Notch signals coordinate the NE/SPNC cell populations. (A-C) Immunofluorescence staining of SSEA-1 (green) and CGRP (red) in E18.5 Ascl1 heterozygous (A) or null mutant (B,C) lungs. Wild-type and Ascl1^+/− lungs contain pNEBs and SPNC cells (white arrowhead), whereas NE cells are not detected in Ascl1-null mutants. We also see a dramatic decrease in SSEA-1⁺ cells at the bronchus in Ascl1-null mutants, suggesting that the existence of this marker depends on a signal from Ascl1-dependent NE cells.

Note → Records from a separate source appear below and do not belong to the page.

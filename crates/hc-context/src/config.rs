//! Interpreter tuning, loadable from the `[processor]` and `[dispatch]`
//! tables of a TOML config.

use serde::Deserialize;

use crate::error::{ConfigError, ConfigResult};

/// Upper bound on candidates per command.
pub const MAX_MATCHES: usize = 5;
/// Scores at or below this never count as a match.
pub const MIN_MATCH_CONFIDENCE: f64 = 0.1;

/// Ranking limits for the interpretation pipeline.
///
/// Configs may only tighten the built-in limits; `validate` rejects anything
/// looser.
#[derive(Debug, Clone, PartialEq, Deserialize)]
pub struct ProcessorConfig {
    /// Most candidates returned per command, 1 to 5.
    #[serde(default = "default_max_matches")]
    pub max_matches: usize,
    /// Devices scoring at or below this are dropped. At least 0.1.
    #[serde(default = "default_min_match_confidence")]
    pub min_match_confidence: f64,
}

fn default_max_matches() -> usize {
    MAX_MATCHES
}
fn default_min_match_confidence() -> f64 {
    MIN_MATCH_CONFIDENCE
}

impl Default for ProcessorConfig {
    fn default() -> Self {
        Self {
            max_matches: default_max_matches(),
            min_match_confidence: default_min_match_confidence(),
        }
    }
}

impl ProcessorConfig {
    pub fn validate(&self) -> ConfigResult<()> {
        if !(1..=MAX_MATCHES).contains(&self.max_matches) {
            return Err(ConfigError::MaxMatches {
                value: self.max_matches,
            });
        }
        // NaN fails this comparison too.
        if !(self.min_match_confidence >= MIN_MATCH_CONFIDENCE) {
            return Err(ConfigError::MinMatchConfidence {
                value: self.min_match_confidence,
            });
        }
        Ok(())
    }
}

/// Target selection policy for control planning.
#[derive(Debug, Clone, PartialEq, Deserialize)]
pub struct DispatchConfig {
    /// Top two candidates closer than this are treated as ambiguous.
    #[serde(default = "default_ambiguity_margin")]
    pub ambiguity_margin: f64,
}

fn default_ambiguity_margin() -> f64 {
    0.05
}

impl Default for DispatchConfig {
    fn default() -> Self {
        Self {
            ambiguity_margin: default_ambiguity_margin(),
        }
    }
}

impl DispatchConfig {
    pub fn validate(&self) -> ConfigResult<()> {
        if !(self.ambiguity_margin >= 0.0) {
            return Err(ConfigError::AmbiguityMargin {
                value: self.ambiguity_margin,
            });
        }
        Ok(())
    }
}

SSEA-1-positive cells remain in Ascl1-deficient bronchioles, suggesting that the presence of SSEA1 antigen in this cell population is independent of Ascl1 and pNEBs. (D) Quantitative analysis of SSEA-1⁺ epithelial cells in the bronchi of E18.5 wild-type, Ascl1 heterozygous and null mutant mice. At least 10 photos of the proximal airways at ×20 magnification from three biological samples for individual genotype were examined for this analysis. In the mutant, a significant decrease in the number of SSEA-1⁺ cells is observed. Error bars indicate s.d. P values are shown above the bars. (E-H) Immunofluorescence staining for SSEA-1 (green) and CGRP (red) in wild-type (E), SHH-Cre;N2^flox/flox (F), SHH-Cre;N1^flox/+;N2^flox/flox (G) and SHH-Cre;N1^flox/flox;;N2^flox/flox;N3^−/− (H) lungs. The relative expansion of the SPNC population (green) or pNEBs (red) is represented below. Scale bars: 10 μm in A-C,E; 20 μm in F-H.

Fig. 5.

Artificial Notch1 or Notch2 activation promotes the SPNC cell-like population but not Clara cells. (A) Immunofluorescence staining for SSEA-1 (green) and CGRP (red) in SPC-rtTA;TetO-Cre;Rosa-GFP-N1ICD lungs. (B,C,F) The numbers of pNEBs (B), NE (C) and Clara cells (F) were quantitatively evaluated in wild-type or triple-transgenic lung. Ten or more photographs of proximal airways in nine sections from three mice were taken at ×20 magnification. The numbers of pNEBs and NE cells were determined by counting cells on the PC display. P values are shown above the bars. (D) Anti-Foxj1 (red) and anti-GFP (green) identified a few ciliated cells in E18.5 SPC-rtTA;TetO-Cre;Rosa-GFP-N1ICD mice that were most likely due to incomplete recombination induced by Dox feeding. (E) Immunofluorescence staining for anti-CC10 (red) and anti-SSEA1 (green) determined that forced Notch1 activation does not result in Clara cell hyper-expansion. (G) Immunofluorescence staining for SSEA-1 (green) and CC10 (red) in SHH-Cre;Rosa-N2ICD mice. Notch2 activation also failed to promote Clara cells. Scale bars: 20 μm in A; 10 μm in D,E,G.

Fig. 6.

Hes1 expression correlates with the severity of the pNEB defect in the Notch allelic series. (A-D) Hes1 protein levels (white arrowheads) in E18.5 wild-type (A), SHH-Cre;N1^flox/+;N2^flox/flox (B), SHH-Cre;Rbpj^flox/flox (C) and SHH-Cre;N1^flox/flox;N2^flox/flox;N3^−/− (D) mice were assessed by immunofluorescence. Scale bar: 10 μm. Asterisks indicate NE cells. (E) Mean Hes1 intensity within the epithelium was measured using ImageJ. Normalization was performed by dividing the mean by the intensity from Hes1-negative NE cells within the same picture. At least four pictures from two to three biological samples were measured for each genotype. Error bars indicate s.d. P values are shown above the bars. (F-H) The proposed regulatoy mechanisms involved in Notch-dependent cell fate determination during bronchial epithelial development, which integrate our findings with reports from other groups. In the pseudoglandular stage, epithelial progenitors (purple) located at the distal tip produce descendants that differentiate into Clara (pink), ciliated (green), SPNC (red) and NE (blue) cells. See the text for details.